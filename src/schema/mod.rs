//! Schema generator
//!
//! Turns a [`ContentEntity`] into a schema.org JSON-LD [`SchemaDocument`].
//! Generation is a pure transformation: the caller supplies the timestamp, and
//! the resulting document is not yet linked to a canonical URL (see
//! [`crate::canonical`]).
//!
//! # Example
//!
//! ```
//! use chrono::Utc;
//! use schemagate::models::{ContentEntity, EntityType};
//! use schemagate::schema::SchemaGenerator;
//!
//! let entity = ContentEntity::new(EntityType::Course, "course-1", 2)
//!     .with_field("name", "Rust 101")
//!     .with_field("description", "Ownership and borrowing");
//!
//! let doc = SchemaGenerator::new().generate(&entity, Utc::now()).unwrap();
//! assert_eq!(doc.body["@type"], "Course");
//! ```

pub mod vocab;

use chrono::{DateTime, NaiveDate, SecondsFormat, Utc};
use serde_json::{json, Map, Value};
use url::Url;

use crate::models::{is_valid_id, ContentEntity, EntityType, SchemaDocument};
use crate::utils::error::ValidationError;

pub use vocab::{vocabulary, Property, PropertyKind, TypeVocabulary};

/// Default JSON-LD context
pub const SCHEMA_ORG_CONTEXT: &str = "https://schema.org";

/// Generates JSON-LD documents from content entities
#[derive(Debug, Clone)]
pub struct SchemaGenerator {
    context: String,
}

impl Default for SchemaGenerator {
    fn default() -> Self {
        Self {
            context: SCHEMA_ORG_CONTEXT.to_string(),
        }
    }
}

impl SchemaGenerator {
    pub fn new() -> Self {
        Self::default()
    }

    /// Use a different `@context` value
    pub fn with_context(mut self, context: impl Into<String>) -> Self {
        self.context = context.into();
        self
    }

    /// Check an entity without building a document
    pub fn validate(&self, entity: &ContentEntity) -> Result<(), ValidationError> {
        self.build_body(entity).map(|_| ())
    }

    /// Generate the JSON-LD document for an entity
    ///
    /// # Errors
    ///
    /// Returns a [`ValidationError`] listing every missing required field and
    /// every malformed value.
    pub fn generate(
        &self,
        entity: &ContentEntity,
        generated_at: DateTime<Utc>,
    ) -> Result<SchemaDocument, ValidationError> {
        let body = self.build_body(entity)?;
        Ok(SchemaDocument::new(
            entity.key(),
            entity.version,
            Value::Object(body),
            generated_at,
        ))
    }

    fn build_body(&self, entity: &ContentEntity) -> Result<Map<String, Value>, ValidationError> {
        let label = if is_valid_id(&entity.id) {
            entity.key().to_string()
        } else {
            format!("{}/{:?}", entity.entity_type.slug(), entity.id)
        };
        let mut errors = ValidationError::new(label);

        if !is_valid_id(&entity.id) {
            errors.invalid(format!("invalid id {:?}", entity.id));
        }

        let vocab = vocabulary(entity.entity_type);
        let mut body = Map::new();
        body.insert("@context".to_string(), Value::String(self.context.clone()));
        body.insert(
            "@type".to_string(),
            Value::String(entity.entity_type.as_str().to_string()),
        );
        body.insert("identifier".to_string(), Value::String(entity.id.clone()));

        for property in vocab.required {
            match present(entity.fields.get(property.name)) {
                Some(value) => render_into(&mut body, property, value, &mut errors),
                None => errors.missing_field(property.name),
            }
        }

        let mut offer = Map::new();
        for property in vocab.optional {
            let Some(value) = present(entity.fields.get(property.name)) else {
                continue;
            };
            if property.kind == PropertyKind::Offer {
                match render_offer_part(property.name, value) {
                    Ok(v) => {
                        offer.insert(property.name.to_string(), v);
                    }
                    Err(problem) => errors.invalid(problem),
                }
            } else {
                render_into(&mut body, property, value, &mut errors);
            }
        }

        if !offer.is_empty() {
            if !offer.contains_key("price") {
                errors.invalid("offer fields given without 'price'");
            }
            offer.insert("@type".to_string(), Value::String("Offer".to_string()));
            body.insert("offers".to_string(), Value::Object(offer));
        }

        if entity.entity_type == EntityType::Article && !body.contains_key("dateModified") {
            if let Some(updated_at) = entity.updated_at {
                body.insert(
                    "dateModified".to_string(),
                    Value::String(updated_at.to_rfc3339_opts(SecondsFormat::Secs, true)),
                );
            }
        }

        for name in entity.fields.keys() {
            if vocab.property(name).is_none() {
                tracing::debug!(entity = %entity.key(), field = %name, "Dropping unknown field");
            }
        }

        if errors.is_empty() {
            Ok(body)
        } else {
            Err(errors)
        }
    }
}

/// Treat null, blank strings and empty arrays as absent
fn present(value: Option<&Value>) -> Option<&Value> {
    match value {
        None | Some(Value::Null) => None,
        Some(Value::String(s)) if s.trim().is_empty() => None,
        Some(Value::Array(a)) if a.is_empty() => None,
        Some(v) => Some(v),
    }
}

fn render_into(
    body: &mut Map<String, Value>,
    property: &Property,
    value: &Value,
    errors: &mut ValidationError,
) {
    match render(property, value) {
        Ok(rendered) => {
            body.insert(property.name.to_string(), rendered);
        }
        Err(problem) => errors.invalid(problem),
    }
}

fn render(property: &Property, value: &Value) -> Result<Value, String> {
    let name = property.name;
    match property.kind {
        PropertyKind::Text => text(value)
            .map(Value::String)
            .ok_or_else(|| format!("field '{name}' must be text")),
        PropertyKind::Url => match value {
            Value::String(s) if is_absolute_url(s) => Ok(Value::String(s.trim().to_string())),
            _ => Err(format!("field '{name}' must be an absolute URL")),
        },
        PropertyKind::Date => match value {
            Value::String(s) if is_iso_date(s) => Ok(Value::String(s.trim().to_string())),
            _ => Err(format!("field '{name}' must be an ISO 8601 date")),
        },
        PropertyKind::Node(node_type) => match value {
            Value::String(s) => Ok(json!({ "@type": node_type, "name": s.trim() })),
            Value::Object(map) => {
                let mut node = map.clone();
                node.entry("@type".to_string())
                    .or_insert_with(|| Value::String(node_type.to_string()));
                Ok(Value::Object(node))
            }
            _ => Err(format!("field '{name}' must be a name or an object")),
        },
        PropertyKind::UrlList => {
            let urls: Vec<&Value> = match value {
                Value::Array(items) => items.iter().collect(),
                other => vec![other],
            };
            urls.into_iter()
                .map(|v| match v {
                    Value::String(s) if is_absolute_url(s) => Ok(Value::String(s.trim().to_string())),
                    _ => Err(format!("field '{name}' must contain absolute URLs")),
                })
                .collect::<Result<Vec<_>, _>>()
                .map(Value::Array)
        }
        PropertyKind::Offer => render_offer_part(name, value),
    }
}

fn render_offer_part(name: &str, value: &Value) -> Result<Value, String> {
    match name {
        "price" => match value {
            Value::Number(n) => Ok(Value::String(n.to_string())),
            Value::String(s) if s.trim().parse::<f64>().is_ok() => {
                Ok(Value::String(s.trim().to_string()))
            }
            _ => Err("field 'price' must be numeric".to_string()),
        },
        "priceCurrency" => match value {
            Value::String(s)
                if s.trim().len() == 3 && s.trim().chars().all(|c| c.is_ascii_alphabetic()) =>
            {
                Ok(Value::String(s.trim().to_ascii_uppercase()))
            }
            _ => Err("field 'priceCurrency' must be an ISO 4217 code".to_string()),
        },
        "availability" => match value {
            Value::String(s) if is_absolute_url(s) => Ok(Value::String(s.trim().to_string())),
            Value::String(s) => Ok(Value::String(format!("{SCHEMA_ORG_CONTEXT}/{}", s.trim()))),
            _ => Err("field 'availability' must be text".to_string()),
        },
        other => text(value)
            .map(Value::String)
            .ok_or_else(|| format!("field '{other}' must be text")),
    }
}

fn text(value: &Value) -> Option<String> {
    match value {
        Value::String(s) => Some(s.trim().to_string()),
        Value::Number(n) => Some(n.to_string()),
        Value::Bool(b) => Some(b.to_string()),
        _ => None,
    }
}

fn is_absolute_url(s: &str) -> bool {
    Url::parse(s.trim())
        .map(|u| matches!(u.scheme(), "http" | "https"))
        .unwrap_or(false)
}

fn is_iso_date(s: &str) -> bool {
    let s = s.trim();
    DateTime::parse_from_rfc3339(s).is_ok() || NaiveDate::parse_from_str(s, "%Y-%m-%d").is_ok()
}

_ _ _ _ _ _ _

PROMPT: What lines of the material above contain "present"? Return each of them.

EXERCISE RESULT:
            match present(entity.fields.get(property.name)) {
            let Some(value) = present(entity.fields.get(property.name)) else {
fn present(value: Option<&Value>) -> Option<&Value> {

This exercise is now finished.